From his obituary I knew that he’d gone to work for the (libertarian) Institute of Public Affairs. This article,written in mid-1995, (IPA Review, Vol. 48/1) is interesting and depressing.

There’s stuff that wouldn’t get published by the IPA these days (they’ve well and truly been drinking from the well of looniness of late) such as this;

“Greenhouse scientific theory is well founded, despite the criticisms of sceptics and iconoclasts” (p. 51)

but much flannel about uncertainties and incoherence (the IPCC scientists being both self0interested AND “independent” as it suits his argument). There is much unreflective boosting of economic reports that say the costs will be astronomical.

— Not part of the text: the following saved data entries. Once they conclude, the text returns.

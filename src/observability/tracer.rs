//! Span exporter writing OTLP JSON lines to a rotating file.

use super::file_writer::RotatingFile;
use super::span_formatter::OtlpEncoder;
use futures_util::future::BoxFuture;
use opentelemetry::trace::TraceError;
use opentelemetry_sdk::export::trace::{ExportResult, SpanData, SpanExporter};
use opentelemetry_sdk::resource::Resource;
use opentelemetry_sdk::trace::TracerProvider;
use std::path::PathBuf;

#[derive(Debug)]
struct JsonLinesExporter {
    file: RotatingFile,
    encoder: OtlpEncoder,
    is_shutdown: bool,
}

impl JsonLinesExporter {
    fn new(file_path: PathBuf, resource: Resource) -> Self {
        Self {
            file: RotatingFile::new(file_path),
            encoder: OtlpEncoder::new(resource, "lekutao-hub"),
            is_shutdown: false,
        }
    }
}

impl SpanExporter for JsonLinesExporter {
    fn export(&mut self, batch: Vec<SpanData>) -> BoxFuture<'static, ExportResult> {
        let result = if self.is_shutdown {
            Err(TraceError::from("exporter is shut down"))
        } else if batch.is_empty() {
            Ok(())
        } else {
            let line = self.encoder.encode_batch(&batch).to_string();
            self.file
                .write_line(&line)
                .map_err(|e| TraceError::from(e.to_string()))
        };

        Box::pin(std::future::ready(result))
    }

    fn shutdown(&mut self) {
        self.is_shutdown = true;
    }

    fn set_resource(&mut self, resource: &Resource) {
        self.encoder.set_resource(resource.clone());
    }
}

/// Builds a provider that exports every finished span immediately.
pub fn create_tracer_provider(file_path: PathBuf, resource: Resource) -> TracerProvider {
    let exporter = JsonLinesExporter::new(file_path, resource.clone());

    TracerProvider::builder()
        .with_config(opentelemetry_sdk::trace::Config::default().with_resource(resource))
        .with_simple_exporter(exporter)
        .build()
}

Most depressing of all, Tucker lists all the “tinges of hypocrisy evident at Berlin” (the first COP meeting, March/April 1995) including from “bureaucratic opportunists, environmental opportunists, ‘rich nation’ opportunists and ‘poor nation’ opportunists.

What’s missing? The interests of the oil and coal companies. Their opportunism is around delaying/deferring/shaping any regulations that would hurt their profits. Some of these companies have been known to fund the IPA. Tucker was unable to see them, which is sad and embarrassing for a trained observer. Ho hum.

It would be interesting to know what Tucker, who didn’t die until late 2010, thought of the attacks on Ben Santer (1995-6), or the attacks on Michael Mann (2004 onwards).

Which leads nicely into Mann’s BRILLIANT piece

Mann, M. (2015) “The Serengeti Strategy: How special interests try to intimidate scientists, and how best to fight back” Bulletin of the Atomic Scientists Vol. 71 (1) pp. 33-45.

The abstract says it best;

Much as lions on the Serengeti seek out vulnerable zebras at the edge of a herd, special interests faced with adverse scientific evidence often target individual scientists rather than take on an entire scientific field at once. Part of the reasoning behind this approach is that it is easier to bring down individuals than an entire group of scientists, and it still serves the larger aim: to dismiss, obscure, and misrepresent well-established science and its implications. In addition, such highly visible tactics create an atmosphere of intimidation that discourages other scientists from conveying their research’s implications to the public. This “Serengeti strategy” is often employed wherever there is a strong and widespread consensus among the world’s scientists about the under-lying cold, hard facts of a field, whether the subject be evolution, ozone depletion, the environmental impacts of DDT, the health effects of smoking, or human-caused climate change. The goal is to attack those researchers whose findings are inconvenient, rather than debate the findings themselves. This article draws upon the author’s own experience to examine the “Serengeti strategy,” and offers possible countermeasures to such orchestrated campaigns.

Full of verve, wit, quotable quotes and enraging details. Read this now!

Next up was Jensen, C. (2011) Focusing events, policy dictators and the dynamics of reform Policy Studies Vol 32, (2), pp. 143- 158.

Lots of good stuff in here on policy dictators, “existing policy monopoly” and so on. Useful indeed for the paper I am writing about Manchester (except Jensen was writing in a place where there was, in fact, a political opposition. In Manchester, there is none, with all the cynicism, complacency and incompetence that that implies/promotes).

Finally, made a start on Powell, WS., Koput, K., and Smith-Doerr, L. (1996) Interorganizational Collaboration and the Locus of Innovation: Networks of Learning in Biotechnology. Administrative Science Quarterly, 41, pp. 116-145.

Good stuff on who learns how and when during collaborations.